**Instructions to follow:** Where in the records does the word "usize" occur? Copy each line in which it does.

-------- Extracted records --------

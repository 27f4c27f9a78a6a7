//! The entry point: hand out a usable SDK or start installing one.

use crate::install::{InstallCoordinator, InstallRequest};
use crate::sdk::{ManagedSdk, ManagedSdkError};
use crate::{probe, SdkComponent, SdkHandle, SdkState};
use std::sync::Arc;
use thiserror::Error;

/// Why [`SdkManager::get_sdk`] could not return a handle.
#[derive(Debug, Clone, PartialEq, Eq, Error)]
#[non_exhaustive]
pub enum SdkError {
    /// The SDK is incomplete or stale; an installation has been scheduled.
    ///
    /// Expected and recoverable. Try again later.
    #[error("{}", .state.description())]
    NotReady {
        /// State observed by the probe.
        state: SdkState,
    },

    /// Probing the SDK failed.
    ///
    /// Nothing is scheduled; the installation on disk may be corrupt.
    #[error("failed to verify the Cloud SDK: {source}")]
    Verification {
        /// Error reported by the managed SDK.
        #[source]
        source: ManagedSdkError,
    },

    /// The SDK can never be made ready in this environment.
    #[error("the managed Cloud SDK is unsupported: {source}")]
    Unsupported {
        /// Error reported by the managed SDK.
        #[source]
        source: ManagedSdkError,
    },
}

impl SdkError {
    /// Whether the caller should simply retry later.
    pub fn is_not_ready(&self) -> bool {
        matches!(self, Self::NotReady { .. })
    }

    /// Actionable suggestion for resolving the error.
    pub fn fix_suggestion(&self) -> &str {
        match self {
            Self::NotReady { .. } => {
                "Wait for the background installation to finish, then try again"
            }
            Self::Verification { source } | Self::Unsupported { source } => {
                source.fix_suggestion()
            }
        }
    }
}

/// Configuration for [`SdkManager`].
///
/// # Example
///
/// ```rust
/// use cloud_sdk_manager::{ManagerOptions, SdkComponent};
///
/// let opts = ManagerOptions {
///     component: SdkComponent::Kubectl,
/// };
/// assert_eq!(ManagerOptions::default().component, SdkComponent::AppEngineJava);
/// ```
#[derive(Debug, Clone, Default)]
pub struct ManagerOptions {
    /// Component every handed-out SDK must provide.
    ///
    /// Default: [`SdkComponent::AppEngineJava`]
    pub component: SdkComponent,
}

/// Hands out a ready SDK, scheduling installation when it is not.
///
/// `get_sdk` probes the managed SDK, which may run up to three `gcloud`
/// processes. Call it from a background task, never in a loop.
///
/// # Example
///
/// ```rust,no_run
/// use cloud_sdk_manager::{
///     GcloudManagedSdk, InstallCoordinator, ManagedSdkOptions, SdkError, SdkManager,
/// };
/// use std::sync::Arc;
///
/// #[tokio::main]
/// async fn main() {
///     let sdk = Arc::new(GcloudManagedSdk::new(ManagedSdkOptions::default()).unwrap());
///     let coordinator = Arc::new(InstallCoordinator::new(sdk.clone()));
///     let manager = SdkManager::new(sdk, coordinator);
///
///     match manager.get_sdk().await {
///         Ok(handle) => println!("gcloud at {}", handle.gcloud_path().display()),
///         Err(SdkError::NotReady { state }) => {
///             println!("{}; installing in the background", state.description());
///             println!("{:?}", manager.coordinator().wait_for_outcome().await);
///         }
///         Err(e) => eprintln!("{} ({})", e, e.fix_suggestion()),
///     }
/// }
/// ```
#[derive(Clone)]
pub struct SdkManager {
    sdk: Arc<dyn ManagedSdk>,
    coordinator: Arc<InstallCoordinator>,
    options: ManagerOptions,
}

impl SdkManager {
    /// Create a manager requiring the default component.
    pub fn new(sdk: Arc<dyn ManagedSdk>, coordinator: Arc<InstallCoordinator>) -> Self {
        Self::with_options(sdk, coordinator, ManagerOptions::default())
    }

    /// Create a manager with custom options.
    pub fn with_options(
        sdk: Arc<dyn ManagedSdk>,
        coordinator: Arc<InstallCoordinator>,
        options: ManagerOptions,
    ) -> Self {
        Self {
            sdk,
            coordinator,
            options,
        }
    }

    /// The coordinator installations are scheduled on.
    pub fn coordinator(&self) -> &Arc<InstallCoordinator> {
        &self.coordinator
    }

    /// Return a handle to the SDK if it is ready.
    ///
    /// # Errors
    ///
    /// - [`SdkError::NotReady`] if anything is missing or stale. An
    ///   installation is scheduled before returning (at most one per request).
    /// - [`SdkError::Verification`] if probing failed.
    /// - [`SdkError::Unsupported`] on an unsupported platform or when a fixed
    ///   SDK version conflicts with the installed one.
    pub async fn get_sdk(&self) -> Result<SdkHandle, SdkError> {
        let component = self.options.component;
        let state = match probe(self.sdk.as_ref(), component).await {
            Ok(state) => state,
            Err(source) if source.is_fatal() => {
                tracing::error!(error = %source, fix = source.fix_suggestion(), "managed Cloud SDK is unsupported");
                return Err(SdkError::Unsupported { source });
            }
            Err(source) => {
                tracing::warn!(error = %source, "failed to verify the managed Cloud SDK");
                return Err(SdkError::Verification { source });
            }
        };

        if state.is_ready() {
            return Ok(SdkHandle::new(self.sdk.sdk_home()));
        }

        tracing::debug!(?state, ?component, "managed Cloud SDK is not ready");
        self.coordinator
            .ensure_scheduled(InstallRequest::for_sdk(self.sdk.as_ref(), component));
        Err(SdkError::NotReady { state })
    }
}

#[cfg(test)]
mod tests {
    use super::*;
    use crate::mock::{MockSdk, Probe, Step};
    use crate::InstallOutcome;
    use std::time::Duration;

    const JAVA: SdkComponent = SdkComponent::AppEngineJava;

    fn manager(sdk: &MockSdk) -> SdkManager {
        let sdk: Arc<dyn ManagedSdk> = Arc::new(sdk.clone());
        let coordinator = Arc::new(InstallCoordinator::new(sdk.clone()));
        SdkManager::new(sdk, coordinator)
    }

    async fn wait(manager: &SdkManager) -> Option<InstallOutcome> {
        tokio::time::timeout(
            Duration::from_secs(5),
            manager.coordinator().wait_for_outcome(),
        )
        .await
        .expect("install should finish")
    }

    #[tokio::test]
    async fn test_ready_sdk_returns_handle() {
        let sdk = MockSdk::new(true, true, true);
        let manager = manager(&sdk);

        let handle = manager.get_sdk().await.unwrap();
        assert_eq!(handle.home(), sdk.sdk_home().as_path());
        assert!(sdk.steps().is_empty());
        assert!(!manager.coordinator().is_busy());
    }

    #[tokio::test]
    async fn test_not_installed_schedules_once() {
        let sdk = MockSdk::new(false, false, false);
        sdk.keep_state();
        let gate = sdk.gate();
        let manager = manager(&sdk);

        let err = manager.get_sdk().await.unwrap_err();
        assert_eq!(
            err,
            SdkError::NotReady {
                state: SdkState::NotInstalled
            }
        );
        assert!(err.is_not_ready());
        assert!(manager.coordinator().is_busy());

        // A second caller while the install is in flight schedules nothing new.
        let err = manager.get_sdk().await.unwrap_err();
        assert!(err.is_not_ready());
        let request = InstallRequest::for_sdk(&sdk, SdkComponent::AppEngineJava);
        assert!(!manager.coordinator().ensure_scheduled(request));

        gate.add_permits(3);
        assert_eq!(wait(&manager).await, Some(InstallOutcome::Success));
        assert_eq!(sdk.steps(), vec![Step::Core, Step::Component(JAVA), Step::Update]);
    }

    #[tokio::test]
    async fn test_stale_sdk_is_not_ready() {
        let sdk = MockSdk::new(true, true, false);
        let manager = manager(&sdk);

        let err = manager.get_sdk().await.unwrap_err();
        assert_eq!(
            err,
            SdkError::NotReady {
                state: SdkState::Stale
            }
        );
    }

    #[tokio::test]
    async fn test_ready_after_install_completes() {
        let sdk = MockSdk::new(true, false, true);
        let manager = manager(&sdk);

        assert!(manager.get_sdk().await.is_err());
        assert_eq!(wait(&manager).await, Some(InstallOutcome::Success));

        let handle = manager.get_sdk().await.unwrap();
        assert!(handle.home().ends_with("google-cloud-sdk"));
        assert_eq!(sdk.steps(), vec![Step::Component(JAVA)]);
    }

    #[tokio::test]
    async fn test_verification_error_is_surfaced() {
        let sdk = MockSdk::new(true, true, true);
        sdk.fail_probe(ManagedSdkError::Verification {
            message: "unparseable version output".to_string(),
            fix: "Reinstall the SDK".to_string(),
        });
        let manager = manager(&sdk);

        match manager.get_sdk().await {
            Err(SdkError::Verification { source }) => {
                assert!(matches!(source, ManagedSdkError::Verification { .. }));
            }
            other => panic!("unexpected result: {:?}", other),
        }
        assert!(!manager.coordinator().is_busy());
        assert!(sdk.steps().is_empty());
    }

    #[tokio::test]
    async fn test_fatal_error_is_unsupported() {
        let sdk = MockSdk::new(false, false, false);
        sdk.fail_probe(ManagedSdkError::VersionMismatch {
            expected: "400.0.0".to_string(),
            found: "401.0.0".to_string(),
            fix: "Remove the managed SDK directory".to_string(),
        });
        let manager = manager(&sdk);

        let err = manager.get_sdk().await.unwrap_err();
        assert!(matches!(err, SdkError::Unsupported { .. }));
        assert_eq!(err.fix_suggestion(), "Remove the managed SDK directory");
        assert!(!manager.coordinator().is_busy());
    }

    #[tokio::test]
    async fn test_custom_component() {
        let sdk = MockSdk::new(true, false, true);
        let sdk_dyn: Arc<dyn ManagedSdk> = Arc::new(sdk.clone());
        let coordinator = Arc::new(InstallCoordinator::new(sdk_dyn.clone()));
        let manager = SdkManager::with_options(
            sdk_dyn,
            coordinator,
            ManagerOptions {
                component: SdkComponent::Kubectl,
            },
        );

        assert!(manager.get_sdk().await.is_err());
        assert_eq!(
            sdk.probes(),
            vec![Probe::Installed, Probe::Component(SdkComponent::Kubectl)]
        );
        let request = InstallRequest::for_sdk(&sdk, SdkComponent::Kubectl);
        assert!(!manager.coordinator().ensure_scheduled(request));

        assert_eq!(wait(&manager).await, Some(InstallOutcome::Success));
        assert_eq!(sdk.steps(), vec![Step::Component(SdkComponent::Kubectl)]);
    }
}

--------
-------- Extracted records --------

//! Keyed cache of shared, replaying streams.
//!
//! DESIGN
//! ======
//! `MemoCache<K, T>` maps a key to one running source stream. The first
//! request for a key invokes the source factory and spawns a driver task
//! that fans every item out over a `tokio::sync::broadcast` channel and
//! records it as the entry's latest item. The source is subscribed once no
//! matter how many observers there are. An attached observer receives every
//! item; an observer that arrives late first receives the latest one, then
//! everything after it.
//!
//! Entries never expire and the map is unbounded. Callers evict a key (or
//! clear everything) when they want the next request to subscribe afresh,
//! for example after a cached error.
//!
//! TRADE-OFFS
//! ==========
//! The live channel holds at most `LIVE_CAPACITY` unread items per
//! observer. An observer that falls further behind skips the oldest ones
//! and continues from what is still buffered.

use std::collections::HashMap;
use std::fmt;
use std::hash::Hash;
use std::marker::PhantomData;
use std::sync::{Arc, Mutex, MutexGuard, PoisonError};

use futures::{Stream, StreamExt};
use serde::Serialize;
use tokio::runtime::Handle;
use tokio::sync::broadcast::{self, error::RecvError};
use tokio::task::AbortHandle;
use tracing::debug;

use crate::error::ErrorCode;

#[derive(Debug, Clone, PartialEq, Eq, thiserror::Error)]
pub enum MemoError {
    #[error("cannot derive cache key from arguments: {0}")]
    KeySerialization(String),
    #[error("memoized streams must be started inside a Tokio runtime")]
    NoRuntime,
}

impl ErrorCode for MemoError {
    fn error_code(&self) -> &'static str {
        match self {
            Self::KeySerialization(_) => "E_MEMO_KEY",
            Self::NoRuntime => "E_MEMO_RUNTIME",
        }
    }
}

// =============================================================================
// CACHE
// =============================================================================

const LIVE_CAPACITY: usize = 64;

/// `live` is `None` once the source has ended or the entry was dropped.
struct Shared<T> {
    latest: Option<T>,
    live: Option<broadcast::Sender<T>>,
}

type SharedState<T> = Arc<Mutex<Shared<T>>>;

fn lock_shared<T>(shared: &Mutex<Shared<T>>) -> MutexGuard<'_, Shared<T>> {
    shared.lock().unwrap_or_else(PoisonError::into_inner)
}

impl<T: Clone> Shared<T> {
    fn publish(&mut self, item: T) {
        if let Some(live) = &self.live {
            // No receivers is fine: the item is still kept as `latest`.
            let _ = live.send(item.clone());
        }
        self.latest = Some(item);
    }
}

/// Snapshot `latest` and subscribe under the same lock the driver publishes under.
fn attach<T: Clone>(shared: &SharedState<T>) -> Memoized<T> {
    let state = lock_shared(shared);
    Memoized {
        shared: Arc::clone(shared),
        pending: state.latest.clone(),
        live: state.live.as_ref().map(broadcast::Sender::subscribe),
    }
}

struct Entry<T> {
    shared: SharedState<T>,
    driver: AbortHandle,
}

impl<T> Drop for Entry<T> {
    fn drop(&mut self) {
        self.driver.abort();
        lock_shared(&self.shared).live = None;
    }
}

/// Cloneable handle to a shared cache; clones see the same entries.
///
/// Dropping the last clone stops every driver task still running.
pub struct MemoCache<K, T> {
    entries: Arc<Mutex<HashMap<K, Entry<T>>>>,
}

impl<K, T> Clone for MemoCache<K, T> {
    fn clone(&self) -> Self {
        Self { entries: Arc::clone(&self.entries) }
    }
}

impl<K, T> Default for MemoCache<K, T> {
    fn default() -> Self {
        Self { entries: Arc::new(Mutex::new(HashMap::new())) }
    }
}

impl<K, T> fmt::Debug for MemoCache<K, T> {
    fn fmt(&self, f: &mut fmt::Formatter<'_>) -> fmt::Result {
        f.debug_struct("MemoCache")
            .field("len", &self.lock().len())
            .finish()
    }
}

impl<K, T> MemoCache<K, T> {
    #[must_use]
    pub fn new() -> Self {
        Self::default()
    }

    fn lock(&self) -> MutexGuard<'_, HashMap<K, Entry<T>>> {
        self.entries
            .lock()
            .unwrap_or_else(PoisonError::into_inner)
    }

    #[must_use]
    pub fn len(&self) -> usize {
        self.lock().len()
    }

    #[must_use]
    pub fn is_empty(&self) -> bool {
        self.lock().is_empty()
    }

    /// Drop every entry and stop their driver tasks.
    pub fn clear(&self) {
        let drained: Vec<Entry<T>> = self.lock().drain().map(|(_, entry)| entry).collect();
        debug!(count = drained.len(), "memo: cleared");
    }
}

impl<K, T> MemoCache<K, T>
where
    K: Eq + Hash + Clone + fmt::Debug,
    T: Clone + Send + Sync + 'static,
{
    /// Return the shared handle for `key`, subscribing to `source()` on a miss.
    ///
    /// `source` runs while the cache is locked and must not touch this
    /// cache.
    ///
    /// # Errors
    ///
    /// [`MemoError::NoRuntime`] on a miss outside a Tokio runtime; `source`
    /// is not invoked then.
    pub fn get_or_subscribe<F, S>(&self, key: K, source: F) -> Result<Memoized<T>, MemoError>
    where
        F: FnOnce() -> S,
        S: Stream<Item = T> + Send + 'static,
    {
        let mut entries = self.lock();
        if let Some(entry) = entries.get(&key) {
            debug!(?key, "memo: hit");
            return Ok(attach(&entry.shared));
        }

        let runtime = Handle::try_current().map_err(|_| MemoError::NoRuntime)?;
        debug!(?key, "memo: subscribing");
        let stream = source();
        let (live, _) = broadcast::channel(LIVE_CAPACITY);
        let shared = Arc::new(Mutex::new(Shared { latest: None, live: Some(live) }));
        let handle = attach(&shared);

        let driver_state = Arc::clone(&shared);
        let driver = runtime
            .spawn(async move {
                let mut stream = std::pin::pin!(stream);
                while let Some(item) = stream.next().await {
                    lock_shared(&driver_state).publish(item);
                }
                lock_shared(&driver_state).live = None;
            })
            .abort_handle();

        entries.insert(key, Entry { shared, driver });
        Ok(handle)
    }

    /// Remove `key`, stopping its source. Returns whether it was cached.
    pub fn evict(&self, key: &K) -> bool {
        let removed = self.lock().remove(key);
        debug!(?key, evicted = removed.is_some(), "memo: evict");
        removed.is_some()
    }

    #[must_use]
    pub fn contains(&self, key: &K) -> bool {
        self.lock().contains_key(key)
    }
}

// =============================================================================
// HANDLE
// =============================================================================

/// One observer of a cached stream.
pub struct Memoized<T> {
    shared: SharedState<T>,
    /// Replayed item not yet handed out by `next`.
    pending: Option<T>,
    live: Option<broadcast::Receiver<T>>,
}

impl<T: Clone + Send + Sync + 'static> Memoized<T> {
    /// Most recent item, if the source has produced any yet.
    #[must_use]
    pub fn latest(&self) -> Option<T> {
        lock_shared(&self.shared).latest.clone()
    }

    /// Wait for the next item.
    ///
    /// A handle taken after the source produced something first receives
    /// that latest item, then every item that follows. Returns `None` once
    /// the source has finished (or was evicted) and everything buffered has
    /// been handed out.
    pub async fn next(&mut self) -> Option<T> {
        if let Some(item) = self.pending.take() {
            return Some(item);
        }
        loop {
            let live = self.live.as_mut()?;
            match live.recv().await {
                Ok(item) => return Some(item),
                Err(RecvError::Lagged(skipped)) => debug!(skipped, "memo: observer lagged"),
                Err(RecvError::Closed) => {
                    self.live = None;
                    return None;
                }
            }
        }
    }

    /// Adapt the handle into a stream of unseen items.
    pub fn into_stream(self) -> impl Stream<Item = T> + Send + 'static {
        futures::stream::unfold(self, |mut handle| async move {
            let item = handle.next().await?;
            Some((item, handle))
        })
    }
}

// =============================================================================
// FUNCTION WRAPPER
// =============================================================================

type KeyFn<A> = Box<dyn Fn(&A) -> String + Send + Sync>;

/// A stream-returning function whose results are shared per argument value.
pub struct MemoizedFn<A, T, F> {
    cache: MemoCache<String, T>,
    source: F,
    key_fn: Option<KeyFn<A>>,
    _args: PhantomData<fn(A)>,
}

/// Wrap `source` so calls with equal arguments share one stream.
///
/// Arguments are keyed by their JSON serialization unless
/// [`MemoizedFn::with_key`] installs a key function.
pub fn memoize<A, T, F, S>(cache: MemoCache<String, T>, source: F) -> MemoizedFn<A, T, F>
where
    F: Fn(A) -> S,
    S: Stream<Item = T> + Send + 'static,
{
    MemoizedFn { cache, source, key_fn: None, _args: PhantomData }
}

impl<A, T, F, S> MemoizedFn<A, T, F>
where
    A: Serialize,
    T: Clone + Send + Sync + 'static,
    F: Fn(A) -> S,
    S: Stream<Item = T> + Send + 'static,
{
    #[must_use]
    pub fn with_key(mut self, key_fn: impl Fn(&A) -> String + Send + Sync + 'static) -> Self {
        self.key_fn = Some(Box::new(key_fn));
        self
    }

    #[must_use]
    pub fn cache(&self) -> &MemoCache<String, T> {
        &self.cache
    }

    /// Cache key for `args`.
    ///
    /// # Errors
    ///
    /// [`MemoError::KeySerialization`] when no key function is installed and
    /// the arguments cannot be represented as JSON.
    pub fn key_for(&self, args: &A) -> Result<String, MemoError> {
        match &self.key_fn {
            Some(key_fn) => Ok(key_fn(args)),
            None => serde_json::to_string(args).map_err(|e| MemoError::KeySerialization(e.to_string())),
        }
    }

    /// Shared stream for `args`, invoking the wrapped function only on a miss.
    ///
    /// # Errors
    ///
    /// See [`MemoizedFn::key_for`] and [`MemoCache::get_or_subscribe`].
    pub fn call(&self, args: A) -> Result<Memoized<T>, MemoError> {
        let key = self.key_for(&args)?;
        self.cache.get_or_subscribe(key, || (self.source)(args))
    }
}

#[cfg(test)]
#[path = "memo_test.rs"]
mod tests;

--------
-------- Extracted records --------

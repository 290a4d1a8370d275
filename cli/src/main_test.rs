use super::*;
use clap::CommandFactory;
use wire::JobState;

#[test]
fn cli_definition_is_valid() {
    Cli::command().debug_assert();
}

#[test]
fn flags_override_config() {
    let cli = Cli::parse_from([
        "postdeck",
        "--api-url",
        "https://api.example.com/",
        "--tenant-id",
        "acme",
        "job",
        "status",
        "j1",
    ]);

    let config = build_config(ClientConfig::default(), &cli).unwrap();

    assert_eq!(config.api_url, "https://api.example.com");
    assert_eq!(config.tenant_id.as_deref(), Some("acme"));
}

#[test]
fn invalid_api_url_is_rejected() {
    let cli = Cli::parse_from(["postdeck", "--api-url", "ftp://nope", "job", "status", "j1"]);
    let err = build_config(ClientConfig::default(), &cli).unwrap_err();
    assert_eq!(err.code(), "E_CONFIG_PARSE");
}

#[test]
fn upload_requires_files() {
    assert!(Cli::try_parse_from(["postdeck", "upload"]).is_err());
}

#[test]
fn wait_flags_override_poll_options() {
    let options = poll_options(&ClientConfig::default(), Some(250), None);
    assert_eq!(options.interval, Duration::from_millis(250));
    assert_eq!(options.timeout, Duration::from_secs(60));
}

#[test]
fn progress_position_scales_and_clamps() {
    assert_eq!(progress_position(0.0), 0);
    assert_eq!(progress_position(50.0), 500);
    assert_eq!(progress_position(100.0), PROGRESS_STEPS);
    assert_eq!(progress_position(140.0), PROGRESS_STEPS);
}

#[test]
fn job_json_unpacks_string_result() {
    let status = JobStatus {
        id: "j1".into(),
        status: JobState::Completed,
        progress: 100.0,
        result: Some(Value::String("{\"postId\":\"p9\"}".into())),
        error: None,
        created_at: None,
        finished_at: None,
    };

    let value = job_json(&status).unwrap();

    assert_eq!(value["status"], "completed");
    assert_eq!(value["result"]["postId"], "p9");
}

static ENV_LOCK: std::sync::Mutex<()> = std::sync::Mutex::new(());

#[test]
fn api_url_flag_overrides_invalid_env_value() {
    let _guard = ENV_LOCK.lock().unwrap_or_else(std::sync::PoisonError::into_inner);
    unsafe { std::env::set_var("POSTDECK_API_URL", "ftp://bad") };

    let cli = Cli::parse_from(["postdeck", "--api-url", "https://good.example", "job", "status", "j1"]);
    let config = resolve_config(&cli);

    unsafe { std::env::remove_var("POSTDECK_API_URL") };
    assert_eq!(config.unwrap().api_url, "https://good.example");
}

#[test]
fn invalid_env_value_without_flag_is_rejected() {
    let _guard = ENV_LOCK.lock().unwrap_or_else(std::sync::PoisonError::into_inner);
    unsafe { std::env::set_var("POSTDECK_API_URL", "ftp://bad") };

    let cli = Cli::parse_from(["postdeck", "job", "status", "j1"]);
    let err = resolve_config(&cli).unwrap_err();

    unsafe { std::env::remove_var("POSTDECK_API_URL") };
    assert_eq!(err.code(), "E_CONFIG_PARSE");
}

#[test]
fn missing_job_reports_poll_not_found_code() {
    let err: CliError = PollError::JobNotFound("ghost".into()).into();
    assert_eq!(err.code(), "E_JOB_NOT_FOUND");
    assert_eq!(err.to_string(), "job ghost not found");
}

--------

**Task result:**
const LIVE_CAPACITY: usize = 64;
    pub fn len(&self) -> usize {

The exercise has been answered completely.